"A Peck on the Cheek" steht in der Tradition von Mani Ratnams kühnen
Hybriden aus Bollywood und Politik, also von "Roja", "Dil Se" und "Bombay".
Sein jüngster Versuch, die versöhnlerische Form des Masala-Melodrams
(hier in einer tamilischen Version) in ein Plädoyer zur politischen
Versöhnung umschlagen zu lassen, ist jedoch bei aller noblen Absicht
von den Kompromissen, die dabei einzugehen sind, nicht ganz unbelastet.

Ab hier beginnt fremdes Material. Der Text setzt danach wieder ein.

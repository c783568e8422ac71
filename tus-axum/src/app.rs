use std::future::Future;

use axum::extract::DefaultBodyLimit;
use axum::http::HeaderValue;
use axum::routing::{head, post};
use axum::{middleware, Router};
use tokio::net::{TcpListener, ToSocketAddrs};
use tower_http::cors::{Any, CorsLayer};
use tower_http::request_id::{MakeRequestUuid, PropagateRequestIdLayer, SetRequestIdLayer};
use tower_http::set_header::SetResponseHeaderLayer;
use tower_http::trace::TraceLayer;
use tus_upload::UploadEngine;

use crate::headers::{self, TUS_RESUMABLE};
use crate::middlewares::{require_tus_resumable, route_plain_options};
use crate::{handlers, TusAxumState, TusOptions};

pub struct TusAxumApp {
    pub state: TusAxumState,
    pub router: Router<()>,
}

impl Clone for TusAxumApp {
    fn clone(&self) -> Self {
        Self {
            state: self.state.clone(),
            router: self.router.clone(),
        }
    }
}

impl TusAxumApp {
    pub fn new(engine: UploadEngine, options: TusOptions) -> Self {
        let state = TusAxumState::new(engine, options);
        Self {
            router: router(state.clone()),
            state,
        }
    }

    /// Mount extra routes next to the upload routes
    pub fn use_router(mut self, path: &str, router: Router<()>) -> Self {
        self.router = self.router.nest(path, router);
        self
    }

    pub async fn listen<A>(self, addr: A) -> anyhow::Result<()>
    where
        A: ToSocketAddrs,
    {
        self.listen_with_shutdown(addr, std::future::pending()).await
    }

    /// Serve until `shutdown` resolves, letting in-flight requests finish
    pub async fn listen_with_shutdown<A, F>(self, addr: A, shutdown: F) -> anyhow::Result<()>
    where
        A: ToSocketAddrs,
        F: Future<Output = ()> + Send + 'static,
    {
        let listener = TcpListener::bind(addr).await?;
        tracing::info!(addr = %listener.local_addr()?, base_path = %self.state.options.base_path, "tus server listening");
        axum::serve(listener, self.router)
            .with_graceful_shutdown(shutdown)
            .await?;
        Ok(())
    }
}

pub fn tus(engine: UploadEngine, options: TusOptions) -> TusAxumApp {
    TusAxumApp::new(engine, options)
}

/// The tus routes plus protocol middleware.
///
/// Layer order, outermost first: `Tus-Resumable` on every response, request
/// id, tracing, CORS (preflights only for OPTIONS), then the version check.
pub fn router(state: TusAxumState) -> Router<()> {
    let base = state.options.base_path.clone();
    let collection = if base.is_empty() { "/".to_string() } else { base.clone() };
    let member = format!("{}/{{id}}", base);

    let cors = CorsLayer::new()
        .allow_origin(Any)
        .allow_methods(Any)
        .allow_headers(Any)
        .expose_headers(headers::exposed());

    let routes = Router::new()
        .route(&collection, post(handlers::create).options(handlers::capabilities))
        .route(
            &member,
            head(handlers::status)
                .patch(handlers::append)
                .delete(handlers::terminate),
        )
        .fallback(handlers::not_found)
        .with_state(state)
        .layer(middleware::from_fn(require_tus_resumable))
        // bodies are streamed to storage, the upload length is the only bound
        .layer(DefaultBodyLimit::disable());

    routes
        .clone()
        .layer(cors)
        .layer(middleware::from_fn_with_state(routes, route_plain_options))
        .layer(PropagateRequestIdLayer::x_request_id())
        .layer(TraceLayer::new_for_http())
        .layer(SetRequestIdLayer::x_request_id(MakeRequestUuid))
        .layer(SetResponseHeaderLayer::overriding(
            TUS_RESUMABLE,
            HeaderValue::from_static(tus_upload::TUS_VERSION),
        ))
}
use axum::body::Body;
use axum::http::{Request, StatusCode};
use axum::response::Response;
use axum::Router;
use http_body_util::BodyExt;
use serde_json::Value;
use tower::ServiceExt;
use tus_axum::{router, TusAxumState, TusOptions};
use tus_upload::{MemoryRecordStore, MemoryStorage, UploadConfig, UploadEngine};

const OFFSET_STREAM: &str = "application/offset+octet-stream";

fn app_with(config: UploadConfig) -> Router {
    let engine = UploadEngine::new(MemoryStorage::new(), MemoryRecordStore::new(), config);
    router(TusAxumState::new(engine, TusOptions::default()))
}

fn app() -> Router {
    app_with(UploadConfig::default())
}

fn tus(method: &str, uri: &str) -> axum::http::request::Builder {
    Request::builder()
        .method(method)
        .uri(uri)
        .header("tus-resumable", "1.0.0")
}

fn header<'a>(res: &'a Response, name: &str) -> Option<&'a str> {
    res.headers().get(name).and_then(|v| v.to_str().ok())
}

async fn json_body(res: Response) -> Value {
    let bytes = res.into_body().collect().await.unwrap().to_bytes();
    serde_json::from_slice(&bytes).unwrap()
}

async fn send(app: &Router, req: Request<Body>) -> Response {
    app.clone().oneshot(req).await.unwrap()
}

async fn create(app: &Router, length: u64) -> String {
    let res = send(
        app,
        tus("POST", "/files")
            .header("upload-length", length.to_string())
            .body(Body::empty())
            .unwrap(),
    )
    .await;
    assert_eq!(res.status(), StatusCode::CREATED);
    header(&res, "location").unwrap().to_string()
}

fn patch(location: &str, offset: u64, data: &'static [u8]) -> Request<Body> {
    tus("PATCH", location)
        .header("content-type", OFFSET_STREAM)
        .header("content-length", data.len().to_string())
        .header("upload-offset", offset.to_string())
        .body(Body::from(data))
        .unwrap()
}

#[tokio::test]
async fn options_advertises_capabilities() {
    let res = send(
        &app(),
        Request::builder()
            .method("OPTIONS")
            .uri("/files")
            .body(Body::empty())
            .unwrap(),
    )
    .await;

    assert_eq!(res.status(), StatusCode::NO_CONTENT);
    assert_eq!(header(&res, "tus-resumable"), Some("1.0.0"));
    assert_eq!(header(&res, "tus-version"), Some("1.0.0"));
    assert_eq!(
        header(&res, "tus-extension"),
        Some("creation,creation-defer-length,creation-with-upload,expiration,termination")
    );
    assert_eq!(header(&res, "tus-checksum-algorithm"), Some("md5,sha1,crc32"));
    assert_eq!(header(&res, "tus-max-size"), Some("128849018880"));
}

#[tokio::test]
async fn cors_preflight_does_not_shadow_capabilities() {
    let app = app();

    let res = send(
        &app,
        Request::builder()
            .method("OPTIONS")
            .uri("/files")
            .header("origin", "https://client.example.com")
            .header("access-control-request-method", "PATCH")
            .header("access-control-request-headers", "upload-offset,tus-resumable")
            .body(Body::empty())
            .unwrap(),
    )
    .await;
    assert!(res.status().is_success());
    assert_eq!(header(&res, "access-control-allow-origin"), Some("*"));
    assert_eq!(header(&res, "tus-version"), None);

    let res = send(
        &app,
        Request::builder()
            .method("OPTIONS")
            .uri("/files")
            .header("origin", "https://client.example.com")
            .body(Body::empty())
            .unwrap(),
    )
    .await;
    assert_eq!(res.status(), StatusCode::NO_CONTENT);
    assert_eq!(header(&res, "tus-version"), Some("1.0.0"));
    assert_eq!(header(&res, "tus-max-size"), Some("128849018880"));
    assert_eq!(header(&res, "tus-resumable"), Some("1.0.0"));
}

#[tokio::test]
async fn cors_headers_on_upload_responses() {
    let res = send(
        &app(),
        tus("POST", "/files")
            .header("origin", "https://client.example.com")
            .header("upload-length", "3")
            .body(Body::empty())
            .unwrap(),
    )
    .await;
    assert_eq!(res.status(), StatusCode::CREATED);
    assert_eq!(header(&res, "access-control-allow-origin"), Some("*"));
    let exposed = header(&res, "access-control-expose-headers").unwrap().to_ascii_lowercase();
    assert!(exposed.contains("location"));
    assert!(exposed.contains("upload-offset"));
}

#[tokio::test]
async fn ten_byte_upload_over_http() {
    let app = app();
    let location = create(&app, 10).await;
    assert!(location.starts_with("/files/"));

    let res = send(&app, patch(&location, 0, b"01234")).await;
    assert_eq!(res.status(), StatusCode::NO_CONTENT);
    assert_eq!(header(&res, "upload-offset"), Some("5"));
    assert!(header(&res, "upload-expires").unwrap().ends_with(" GMT"));

    let res = send(&app, patch(&location, 5, b"56789")).await;
    assert_eq!(res.status(), StatusCode::NO_CONTENT);
    assert_eq!(header(&res, "upload-offset"), Some("10"));

    let res = send(&app, tus("HEAD", &location).body(Body::empty()).unwrap()).await;
    assert_eq!(res.status(), StatusCode::OK);
    assert_eq!(header(&res, "upload-offset"), Some("10"));
    assert_eq!(header(&res, "upload-length"), Some("10"));
    assert_eq!(header(&res, "cache-control"), Some("no-store"));
    assert_eq!(header(&res, "tus-resumable"), Some("1.0.0"));
}

#[tokio::test]
async fn missing_version_is_412() {
    let res = send(
        &app(),
        Request::builder()
            .method("POST")
            .uri("/files")
            .header("upload-length", "5")
            .body(Body::empty())
            .unwrap(),
    )
    .await;

    assert_eq!(res.status(), StatusCode::PRECONDITION_FAILED);
    assert_eq!(header(&res, "tus-version"), Some("1.0.0"));
    assert_eq!(header(&res, "tus-resumable"), Some("1.0.0"));
    let body = json_body(res).await;
    assert_eq!(body["name"], "PreconditionFailed");
}

#[tokio::test]
async fn create_validates_headers() {
    let app = app();

    let res = send(&app, tus("POST", "/files").body(Body::empty()).unwrap()).await;
    assert_eq!(res.status(), StatusCode::BAD_REQUEST);

    let res = send(
        &app,
        tus("POST", "/files")
            .header("upload-defer-length", "2")
            .body(Body::empty())
            .unwrap(),
    )
    .await;
    assert_eq!(res.status(), StatusCode::BAD_REQUEST);

    let res = send(
        &app,
        tus("POST", "/files")
            .header("upload-length", "5")
            .header("upload-defer-length", "1")
            .body(Body::empty())
            .unwrap(),
    )
    .await;
    assert_eq!(res.status(), StatusCode::BAD_REQUEST);

    let res = send(
        &app,
        tus("POST", "/files")
            .header("upload-length", "-5")
            .body(Body::empty())
            .unwrap(),
    )
    .await;
    assert_eq!(res.status(), StatusCode::BAD_REQUEST);
    let body = json_body(res).await;
    assert_eq!(body["code"], 400);
}

#[tokio::test]
async fn create_over_max_size_is_413() {
    let app = app_with(UploadConfig::new().with_max_size(4));
    let res = send(
        &app,
        tus("POST", "/files")
            .header("upload-length", "5")
            .body(Body::empty())
            .unwrap(),
    )
    .await;
    assert_eq!(res.status(), StatusCode::PAYLOAD_TOO_LARGE);
    assert_eq!(json_body(res).await["data"]["maxSize"], 4);
}

#[tokio::test]
async fn metadata_round_trips() {
    let app = app();
    let res = send(
        &app,
        tus("POST", "/files")
            .header("upload-defer-length", "1")
            .header("upload-metadata", "filename d29ybGRfZG9taW5hdGlvbi5wZGY=,is_confidential")
            .body(Body::empty())
            .unwrap(),
    )
    .await;
    assert_eq!(res.status(), StatusCode::CREATED);
    let location = header(&res, "location").unwrap().to_string();

    let res = send(&app, tus("HEAD", &location).body(Body::empty()).unwrap()).await;
    assert_eq!(res.status(), StatusCode::OK);
    assert_eq!(header(&res, "upload-defer-length"), Some("1"));
    assert_eq!(header(&res, "upload-length"), None);
    let metadata = header(&res, "upload-metadata").unwrap();
    assert!(metadata.contains("filename d29ybGRfZG9taW5hdGlvbi5wZGY="));
    assert!(metadata.contains("is_confidential"));
}

#[tokio::test]
async fn deferred_length_is_resolved_by_patch() {
    let app = app();
    let res = send(
        &app,
        tus("POST", "/files")
            .header("upload-defer-length", "1")
            .body(Body::empty())
            .unwrap(),
    )
    .await;
    let location = header(&res, "location").unwrap().to_string();

    let res = send(&app, patch(&location, 0, b"abc")).await;
    assert_eq!(res.status(), StatusCode::PRECONDITION_FAILED);

    let mut req = patch(&location, 0, b"abc");
    req.headers_mut().insert("upload-length", "3".parse().unwrap());
    let res = send(&app, req).await;
    assert_eq!(res.status(), StatusCode::NO_CONTENT);
    assert_eq!(header(&res, "upload-offset"), Some("3"));

    let res = send(&app, tus("HEAD", &location).body(Body::empty()).unwrap()).await;
    assert_eq!(header(&res, "upload-length"), Some("3"));
    assert_eq!(header(&res, "upload-defer-length"), None);
}

#[tokio::test]
async fn stale_offset_is_409_with_current_offset() {
    let app = app();
    let location = create(&app, 10).await;
    send(&app, patch(&location, 0, b"abc")).await;

    let res = send(&app, patch(&location, 1, b"bc")).await;
    assert_eq!(res.status(), StatusCode::CONFLICT);
    assert_eq!(header(&res, "upload-offset"), Some("3"));
}

#[tokio::test]
async fn patch_validates_headers() {
    let app = app();
    let location = create(&app, 10).await;

    let res = send(
        &app,
        tus("PATCH", &location)
            .header("content-type", "application/octet-stream")
            .header("content-length", "1")
            .header("upload-offset", "0")
            .body(Body::from("a"))
            .unwrap(),
    )
    .await;
    assert_eq!(res.status(), StatusCode::UNSUPPORTED_MEDIA_TYPE);

    let res = send(
        &app,
        tus("PATCH", &location)
            .header("content-type", OFFSET_STREAM)
            .header("content-length", "1")
            .body(Body::from("a"))
            .unwrap(),
    )
    .await;
    assert_eq!(res.status(), StatusCode::BAD_REQUEST);

    let res = send(
        &app,
        tus("PATCH", &location)
            .header("content-type", OFFSET_STREAM)
            .header("upload-offset", "0")
            .body(Body::from("a"))
            .unwrap(),
    )
    .await;
    assert_eq!(res.status(), StatusCode::BAD_REQUEST);
}

#[tokio::test]
async fn short_body_is_460_with_partial_offset() {
    let app = app();
    let location = create(&app, 10).await;

    let req = tus("PATCH", &location)
        .header("content-type", OFFSET_STREAM)
        .header("content-length", "8")
        .header("upload-offset", "0")
        .body(Body::from("abc"))
        .unwrap();
    let res = send(&app, req).await;
    assert_eq!(res.status().as_u16(), 460);
    assert_eq!(header(&res, "upload-offset"), Some("3"));
    assert_eq!(json_body(res).await["name"], "IncompleteWrite");

    let res = send(&app, tus("HEAD", &location).body(Body::empty()).unwrap()).await;
    assert_eq!(header(&res, "upload-offset"), Some("3"));
}

#[tokio::test]
async fn create_with_inline_data() {
    let app = app();
    let res = send(
        &app,
        tus("POST", "/files")
            .header("upload-length", "5")
            .header("content-type", OFFSET_STREAM)
            .header("content-length", "3")
            .body(Body::from("abc"))
            .unwrap(),
    )
    .await;
    assert_eq!(res.status(), StatusCode::NO_CONTENT);
    assert_eq!(header(&res, "upload-offset"), Some("3"));
    assert!(header(&res, "location").is_some());
    assert!(header(&res, "upload-expires").is_some());
}

#[tokio::test]
async fn rejected_inline_data_is_412_but_resource_exists() {
    let app = app();
    let res = send(
        &app,
        tus("POST", "/files")
            .header("upload-length", "2")
            .header("content-type", OFFSET_STREAM)
            .header("content-length", "3")
            .body(Body::from("abc"))
            .unwrap(),
    )
    .await;
    assert_eq!(res.status(), StatusCode::PRECONDITION_FAILED);
    let location = header(&res, "location").unwrap().to_string();

    let res = send(&app, tus("HEAD", &location).body(Body::empty()).unwrap()).await;
    assert_eq!(res.status(), StatusCode::OK);
    assert_eq!(header(&res, "upload-offset"), Some("0"));
}

#[tokio::test]
async fn inline_data_on_deferred_upload_waits_for_patch() {
    let app = app();
    let res = send(
        &app,
        tus("POST", "/files")
            .header("upload-defer-length", "1")
            .header("content-type", OFFSET_STREAM)
            .header("content-length", "3")
            .body(Body::from("abc"))
            .unwrap(),
    )
    .await;
    assert_eq!(res.status(), StatusCode::CREATED);
    assert_eq!(header(&res, "upload-offset"), None);
    let location = header(&res, "location").unwrap().to_string();

    let res = send(&app, tus("HEAD", &location).body(Body::empty()).unwrap()).await;
    assert_eq!(header(&res, "upload-offset"), Some("0"));
    assert_eq!(header(&res, "upload-defer-length"), Some("1"));
}

#[tokio::test]
async fn inline_data_needs_offset_stream_type() {
    let res = send(
        &app(),
        tus("POST", "/files")
            .header("upload-length", "5")
            .header("content-type", "text/plain")
            .header("content-length", "3")
            .body(Body::from("abc"))
            .unwrap(),
    )
    .await;
    assert_eq!(res.status(), StatusCode::UNSUPPORTED_MEDIA_TYPE);
}

#[tokio::test]
async fn delete_is_idempotent() {
    let app = app();
    let location = create(&app, 4).await;

    for _ in 0..2 {
        let res = send(&app, tus("DELETE", &location).body(Body::empty()).unwrap()).await;
        assert_eq!(res.status(), StatusCode::NO_CONTENT);
    }

    let res = send(&app, tus("HEAD", &location).body(Body::empty()).unwrap()).await;
    assert_eq!(res.status(), StatusCode::NOT_FOUND);
}

#[tokio::test]
async fn unknown_upload_is_404() {
    let app = app();
    let res = send(&app, tus("HEAD", "/files/doesnotexist").body(Body::empty()).unwrap()).await;
    assert_eq!(res.status(), StatusCode::NOT_FOUND);

    let res = send(&app, patch("/files/doesnotexist", 0, b"a")).await;
    assert_eq!(res.status(), StatusCode::NOT_FOUND);

    let res = send(&app, tus("GET", "/elsewhere").body(Body::empty()).unwrap()).await;
    assert_eq!(res.status(), StatusCode::NOT_FOUND);
    assert_eq!(header(&res, "tus-resumable"), Some("1.0.0"));
}

#[tokio::test]
async fn expired_upload_is_410() {
    let app = app_with(
        UploadConfig::new().with_expiration(Some(chrono::Duration::milliseconds(5))),
    );
    let location = create(&app, 4).await;
    tokio::time::sleep(std::time::Duration::from_millis(30)).await;

    let res = send(&app, patch(&location, 0, b"a")).await;
    assert_eq!(res.status(), StatusCode::GONE);
}

#[tokio::test]
async fn responses_carry_request_id() {
    let res = send(&app(), tus("HEAD", "/files/nope").body(Body::empty()).unwrap()).await;
    assert!(header(&res, "x-request-id").is_some());
}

Die zentrale Frage: Wie weit kann ein solcher Film gehen, wie weit darf er
seinen Plot ins Private, wie weit ins Politische treiben, ohne dass die Balance
verloren geht? Wo ist die Grenze, an der der Ernst des Politischen vom
Populären hintertrieben wird? Viel Raum gibt Ratnam, zunächst,
dem privaten Entwurf seines allegorischen Dramas. Kurz nach seiner Geburt
wird ein Baby von seiner aus Sri Lanka nach Tamil Nadu geflüchteten
Mutter verlassen, ein junger Mann, der Ingenieur und aufstrebende Schriftsteller
Thiru schreibt seine Geschichte, unter dem Namen der Frau, die er liebt,
Indra. Symbolischer Name, als Plot eine Erzählung von Nachbarskindern,
die ihre Liebe hinter der neckischen Vertrautheit, die sie lange verbindet,
erst entdecken müssen. Ein Märchen-Liebes-Versatzstück: diesen
Charakter unterstreicht Ratnam bewusst, indem er diese lange, sehr schön
aus dem Hauptplot ins romantische Milieu davontreibende Vorgeschichte an
einem idyllischen Ort am Meer situiert. Die beiden, Indra und Indra, adoptieren,
mit der Heirat, das verlassene sri-lankische Kind, Amudha, und der Film springt
zurück in die Gegenwart.
In der besten Song&Dance-Sequenz des Films - der ersten - wird Amudha
vorgestellt, im rhythmisierten Fast Forward, an der Schule, rennend, wild,
lebendig. An ihrem neunten Geburtstag erfährt sie die Wahrheit über
ihre Herkunft, die Kamera kreiselt mit ihr um den Vater und stoppt abrupt
die Bewegung. Was nun einsetzt, ist eine Bewegung gemäßigterer
Art - wenngleich Ratnams Vorliebe für den Flug der Kamera erhalten bleibt,
für eine Fluidität des Blicks, die ständig vom Effektbewussten
ins Effekthascherische umzuschlagen droht; und genau dann umschlägt,
wenn sie durch keine innere Bewegung, die sie unterstreicht, mehr gedeckt
ist oder diese nur noch leer behauptet. Die Verdopplung und Verdreifachung
- Bewegung des Inneren, äußere Bewegung, musikalische Bewegung
- ist das Prinzip des populären indischen Melodrams und Mani Ratnam
treibt es zur Vollendung, wenngleich er gelegentlich subtile Disharmonien
in den Bild-Text-Ton-Effektverbund schmuggelt. Die Ästhetik Bollywoods
ist - bei aller Vorliebe fürs (aber eben gerne auch: faustdick) Allegorische
- eine Ästhetik, die das Offensichtliche modelliert, keine Ästhetik
des Inwendigen und der Andeutung. Die Modellierung des Offensichtlichen ist,
als Kunst, eine Technik der Modulation des Gefühls durch den Effekt,
den das Miteinander von Bild, Text, Ton macht, aber auch durch die
Wechselbäder, in die das Nacheinander und die Spannungen der Stimmungen
den Betrachter werfen, der niemals nur Betrachter sein darf, sondern Erleidender,
Mitfiebernder, Überwältigter und Erschlagener.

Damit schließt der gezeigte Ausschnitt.